Re: numbering plan nodes

From: Robert Haas <robertmhaas(at)gmail(dot)com>
To: Tom Lane <tgl(at)sss(dot)pgh(dot)pa(dot)us>
Cc: "pgsql-hackers(at)postgresql(dot)org" <pgsql-hackers(at)postgresql(dot)org>
Subject: Re: numbering plan nodes
Date: 2015-09-17 18:44:00
Message-ID: CA+Tgmoa7NwARTAtm=7vVthp=zNbY5m-jBNttfvu_qcm1Hg3nZA@mail.gmail.com
Views: Raw Message | Whole Thread | Download mbox | Resend email
Thread:
Lists: pgsql-hackers

Thanks much for the quick reply.

On Thu, Sep 17, 2015 at 2:23 PM, Tom Lane <tgl(at)sss(dot)pgh(dot)pa(dot)us> wrote:
>> It would be nice if we could assign the integer IDs with no gaps, and
>> with the IDs of a node's children immediately following that of their
>> parent.
>
> I do not think this should be a goal, either explicitly or implicitly.
> For one thing, it will be very much in the eye of individual beholders
> which nodes are children-that-should-be-consecutive. What about
> initplans, subplans, grandchild nodes? Different use cases could easily
> have different opinions about what to do with those.

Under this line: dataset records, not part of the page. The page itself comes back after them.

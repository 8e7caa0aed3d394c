//! Processing errors.
use std::fmt;

use crate::LoadError;

/// JSON-LD error code.
///
/// See <https://www.w3.org/TR/json-ld11-api/#jsonlderrorcode>.
#[derive(Clone, Copy, PartialEq, Eq, Hash, PartialOrd, Ord, Debug)]
#[cfg_attr(feature = "serde", derive(serde::Serialize, serde::Deserialize))]
pub enum ErrorCode {
	/// Two keys expanding to the same keyword (typically a keyword and one of
	/// its aliases) appear in the same object.
	CollidingKeywords,

	/// The same node is given different `@index` values.
	ConflictingIndexes,

	/// Too many remote contexts were dereferenced.
	ContextOverflow,

	/// Term definitions refer to each other in a loop.
	CyclicIriMapping,

	/// The value of an `@id` entry is not a string.
	InvalidIdValue,

	/// The value of `@import` is not a string resolving to a context.
	InvalidImportValue,

	/// An `@included` block is not made of node objects.
	InvalidIncludedValue,

	/// The value of an `@index` entry is not a string.
	InvalidIndexValue,

	/// The value of `@nest` is invalid.
	InvalidNestValue,

	/// The value of `@prefix` is invalid.
	InvalidPrefixValue,

	/// The value of `@propagate` is not a boolean.
	InvalidPropagateValue,

	/// The value of `@protected` is not a boolean.
	InvalidProtectedValue,

	/// The value of an `@reverse` entry is not an object.
	InvalidReverseValue,

	/// The value of `@version` is not `1.1`.
	InvalidVersionValue,

	/// The value of `@direction` is neither `"ltr"`, `"rtl"` nor null.
	InvalidBaseDirection,

	/// The value of `@base` is neither an IRI nor null.
	InvalidBaseIri,

	/// The value of `@container` is not a legal combination of container
	/// keywords.
	InvalidContainerMapping,

	/// A context entry is not allowed in the current processing mode.
	InvalidContextEntry,

	/// A context holding protected terms was nullified.
	InvalidContextNullification,

	/// The default language is neither a string nor null.
	InvalidDefaultLanguage,

	/// A term has an invalid or missing IRI mapping.
	InvalidIriMapping,

	/// A JSON literal is invalid.
	InvalidJsonLiteral,

	/// A keyword alias definition is invalid.
	InvalidKeywordAlias,

	/// A language map value is neither a string, null nor an array of those.
	InvalidLanguageMapValue,

	/// The `@language` entry of a term definition is neither a string nor
	/// null.
	InvalidLanguageMapping,

	/// A language-tagged string has an invalid language.
	InvalidLanguageTaggedString,

	/// A number or boolean was tagged with a language.
	InvalidLanguageTaggedValue,

	/// A local context is neither null, a string, an object nor an array.
	InvalidLocalContext,

	/// A remote document does not hold a valid context.
	InvalidRemoteContext,

	/// A reverse property definition is invalid.
	InvalidReverseProperty,

	/// A reverse property map contains keywords other than `@context`.
	InvalidReversePropertyMap,

	/// A reverse property value is not a node object.
	InvalidReversePropertyValue,

	/// A scoped context is invalid.
	InvalidScopedContext,

	/// A set or list object has disallowed entries.
	InvalidSetOrListObject,

	/// A term definition is invalid.
	InvalidTermDefinition,

	/// The `@type` entry of a term definition does not expand to an IRI.
	InvalidTypeMapping,

	/// The value of `@type` is neither a string nor an array of strings.
	InvalidTypeValue,

	/// A typed value has an invalid type.
	InvalidTypedValue,

	/// A value object has disallowed entries.
	InvalidValueObject,

	/// The `@value` entry of a value object is not a scalar.
	InvalidValueObjectValue,

	/// The vocabulary mapping is neither an IRI nor null.
	InvalidVocabMapping,

	/// An IRI would be compacted into something that reads as a compact IRI.
	IriConfusedWithPrefix,

	/// A key could not be expanded into an IRI, blank node identifier or
	/// keyword under the current key expansion policy.
	///
	/// Not part of the JSON-LD error codes.
	KeyExpansionFailed,

	/// A keyword was redefined.
	KeywordRedefinition,

	/// A document could not be loaded.
	LoadingDocumentFailed,

	/// A remote context could not be loaded.
	LoadingRemoteContextFailed,

	/// The processing mode was changed in an incompatible way.
	ProcessingModeConflict,

	/// A protected term was redefined.
	ProtectedTermRedefinition,

	/// A context includes itself (JSON-LD 1.0 only).
	RecursiveContextInclusion,

	/// A frame is invalid.
	InvalidFrame,

	/// The value of `@embed` is invalid.
	InvalidEmbedValue,
}

impl ErrorCode {
	/// Returns the code as it appears in the JSON-LD specifications.
	pub fn as_str(&self) -> &'static str {
		use ErrorCode::*;
		match self {
			CollidingKeywords => "colliding keywords",
			ConflictingIndexes => "conflicting indexes",
			ContextOverflow => "context overflow",
			CyclicIriMapping => "cyclic IRI mapping",
			InvalidIdValue => "invalid @id value",
			InvalidImportValue => "invalid @import value",
			InvalidIncludedValue => "invalid @included value",
			InvalidIndexValue => "invalid @index value",
			InvalidNestValue => "invalid @nest value",
			InvalidPrefixValue => "invalid @prefix value",
			InvalidPropagateValue => "invalid @propagate value",
			InvalidProtectedValue => "invalid @protected value",
			InvalidReverseValue => "invalid @reverse value",
			InvalidVersionValue => "invalid @version value",
			InvalidBaseDirection => "invalid base direction",
			InvalidBaseIri => "invalid base IRI",
			InvalidContainerMapping => "invalid container mapping",
			InvalidContextEntry => "invalid context entry",
			InvalidContextNullification => "invalid context nullification",
			InvalidDefaultLanguage => "invalid default language",
			InvalidIriMapping => "invalid IRI mapping",
			InvalidJsonLiteral => "invalid JSON literal",
			InvalidKeywordAlias => "invalid keyword alias",
			InvalidLanguageMapValue => "invalid language map value",
			InvalidLanguageMapping => "invalid language mapping",
			InvalidLanguageTaggedString => "invalid language-tagged string",
			InvalidLanguageTaggedValue => "invalid language-tagged value",
			InvalidLocalContext => "invalid local context",
			InvalidRemoteContext => "invalid remote context",
			InvalidReverseProperty => "invalid reverse property",
			InvalidReversePropertyMap => "invalid reverse property map",
			InvalidReversePropertyValue => "invalid reverse property value",
			InvalidScopedContext => "invalid scoped context",
			InvalidSetOrListObject => "invalid set or list object",
			InvalidTermDefinition => "invalid term definition",
			InvalidTypeMapping => "invalid type mapping",
			InvalidTypeValue => "invalid type value",
			InvalidTypedValue => "invalid typed value",
			InvalidValueObject => "invalid value object",
			InvalidValueObjectValue => "invalid value object value",
			InvalidVocabMapping => "invalid vocab mapping",
			IriConfusedWithPrefix => "IRI confused with prefix",
			KeyExpansionFailed => "key expansion failed",
			KeywordRedefinition => "keyword redefinition",
			LoadingDocumentFailed => "loading document failed",
			LoadingRemoteContextFailed => "loading remote context failed",
			ProcessingModeConflict => "processing mode conflict",
			ProtectedTermRedefinition => "protected term redefinition",
			RecursiveContextInclusion => "recursive context inclusion",
			InvalidFrame => "invalid frame",
			InvalidEmbedValue => "invalid @embed value",
		}
	}
}

impl<'a> TryFrom<&'a str> for ErrorCode {
	type Error = &'a str;

	fn try_from(name: &'a str) -> Result<ErrorCode, &'a str> {
		use ErrorCode::*;
		const ALL: [ErrorCode; 51] = [
			CollidingKeywords,
			ConflictingIndexes,
			ContextOverflow,
			CyclicIriMapping,
			InvalidIdValue,
			InvalidImportValue,
			InvalidIncludedValue,
			InvalidIndexValue,
			InvalidNestValue,
			InvalidPrefixValue,
			InvalidPropagateValue,
			InvalidProtectedValue,
			InvalidReverseValue,
			InvalidVersionValue,
			InvalidBaseDirection,
			InvalidBaseIri,
			InvalidContainerMapping,
			InvalidContextEntry,
			InvalidContextNullification,
			InvalidDefaultLanguage,
			InvalidIriMapping,
			InvalidJsonLiteral,
			InvalidKeywordAlias,
			InvalidLanguageMapValue,
			InvalidLanguageMapping,
			InvalidLanguageTaggedString,
			InvalidLanguageTaggedValue,
			InvalidLocalContext,
			InvalidRemoteContext,
			InvalidReverseProperty,
			InvalidReversePropertyMap,
			InvalidReversePropertyValue,
			InvalidScopedContext,
			InvalidSetOrListObject,
			InvalidTermDefinition,
			InvalidTypeMapping,
			InvalidTypeValue,
			InvalidTypedValue,
			InvalidValueObject,
			InvalidValueObjectValue,
			InvalidVocabMapping,
			IriConfusedWithPrefix,
			KeyExpansionFailed,
			KeywordRedefinition,
			LoadingDocumentFailed,
			LoadingRemoteContextFailed,
			ProcessingModeConflict,
			ProtectedTermRedefinition,
			RecursiveContextInclusion,
			InvalidFrame,
			InvalidEmbedValue,
		];

		ALL.into_iter()
			.find(|code| code.as_str() == name)
			.ok_or(name)
	}
}

impl fmt::Display for ErrorCode {
	fn fmt(&self, f: &mut fmt::Formatter) -> fmt::Result {
		f.write_str(self.as_str())
	}
}

/// Processing error.
///
/// Every error is fatal: the operation that raised it is aborted and no
/// partial output is produced.
#[derive(Debug, thiserror::Error)]
pub enum Error {
	/// Structural error identified by its code.
	#[error("{0}")]
	Code(ErrorCode),

	/// Structural error with some details about where it happened.
	#[error("{code}: {details}")]
	Detailed { code: ErrorCode, details: String },

	/// A remote context could not be dereferenced.
	#[error("loading remote context failed: {0}")]
	ContextLoading(#[source] LoadError),

	/// The input document could not be dereferenced.
	#[error("loading document failed: {0}")]
	DocumentLoading(#[source] LoadError),
}

impl Error {
	/// Creates an error with the given code and details.
	pub fn new(code: ErrorCode, details: impl fmt::Display) -> Self {
		Self::Detailed {
			code,
			details: details.to_string(),
		}
	}

	/// Returns the code of this error.
	pub fn code(&self) -> ErrorCode {
		match self {
			Self::Code(code) => *code,
			Self::Detailed { code, .. } => *code,
			Self::ContextLoading(_) => ErrorCode::LoadingRemoteContextFailed,
			Self::DocumentLoading(_) => ErrorCode::LoadingDocumentFailed,
		}
	}
}

impl From<ErrorCode> for Error {
	fn from(code: ErrorCode) -> Self {
		Self::Code(code)
	}
}

#[cfg(test)]
mod tests {
	use super::*;

	#[test]
	fn code_names_round_trip() {
		for name in ["cyclic IRI mapping", "invalid @embed value", "conflicting indexes"] {
			let code = ErrorCode::try_from(name).unwrap();
			assert_eq!(code.as_str(), name)
		}

		assert!(ErrorCode::try_from("not an error").is_err())
	}

	#[test]
	fn detailed_error_keeps_its_code() {
		let e = Error::new(ErrorCode::InvalidTermDefinition, "term `foo`");
		assert_eq!(e.code(), ErrorCode::InvalidTermDefinition);
		assert_eq!(e.to_string(), "invalid term definition: term `foo`")
	}
}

I was aiming for: the IDs of the descendents of any given node are
consecutive and have IDs which follow that's node ID, in any old order
you like.

>> The advantage of this is that if you want to have a data
>> structure for every node in the tree passed to some worker - like a
>> struct Instrumentation in dynamic shared memory - you can just create
>> an array and index it by (node ID) - (node ID of uppermost child
>> passed to worker), and every slot will be in use, so no memory is
>> wasted and no lookup table is needed.
>
> I think you could just waste the memory, or more likely you could cope
> with one level of indirection so that you only waste a pointer per
> node (ie, array of pointers indexed by node ID, only fill the ones that
> are relevant).

Hmm, I guess that wouldn't be too bad. A straight join between N
relations will have N base relations and N - 1 joins and maybe a few
sorts or similar. You could get a plan tree with a lot more nodes if
your query involves inheritance hierarchies - e.g. join 4 tables each
of which has 1000 children. But even in that case you're only talking
about 32kB of memory for the indirect table, and that's not going to
be very high on your list of problems in that case.

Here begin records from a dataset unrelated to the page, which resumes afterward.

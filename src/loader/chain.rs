use iref::Iri;

use super::{LoadError, Loader, RemoteDocument};

/// Loads documents from the first loader, otherwise falls back to the second
/// one.
///
/// This can be useful for combining, for example, a map of pre-loaded
/// contexts with an [`FsLoader`](super::FsLoader).
///
/// Several [`ChainLoader`]s can be nested to combine more than two loaders.
pub struct ChainLoader<L1, L2>(L1, L2);

impl<L1, L2> ChainLoader<L1, L2> {
	/// Build a new chain loader.
	pub fn new(l1: L1, l2: L2) -> Self {
		ChainLoader(l1, l2)
	}
}

/// Both loaders failed.
#[derive(Debug, thiserror::Error)]
#[error("first: {0} / second: {1}")]
pub struct ChainError(LoadError, LoadError);

impl<L1: Loader, L2: Loader> Loader for ChainLoader<L1, L2> {
	fn load(&self, url: &Iri) -> Result<RemoteDocument, LoadError> {
		match self.0.load(url) {
			Ok(doc) => Ok(doc),
			Err(e1) => match self.1.load(url) {
				Ok(doc) => Ok(doc),
				Err(e2) => Err(LoadError::new(url.to_owned(), ChainError(e1, e2))),
			},
		}
	}
}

>> My main concern with this design is how future-proof it is. I know
>> Tom is working on ripping the planner apart and putting it back
>> together again to allow the upper levels of the planner to use paths,
>> and the discussion of the SS_finalize_plan() changes made some
>> reference to possibly wanting to mess with set_plan_references().
>
> I can't imagine I'd be doing anything that would break the simple case
> of "give every node a distinct ID". If you are building in weird
> assumptions about traversal order, that might indeed be a problem.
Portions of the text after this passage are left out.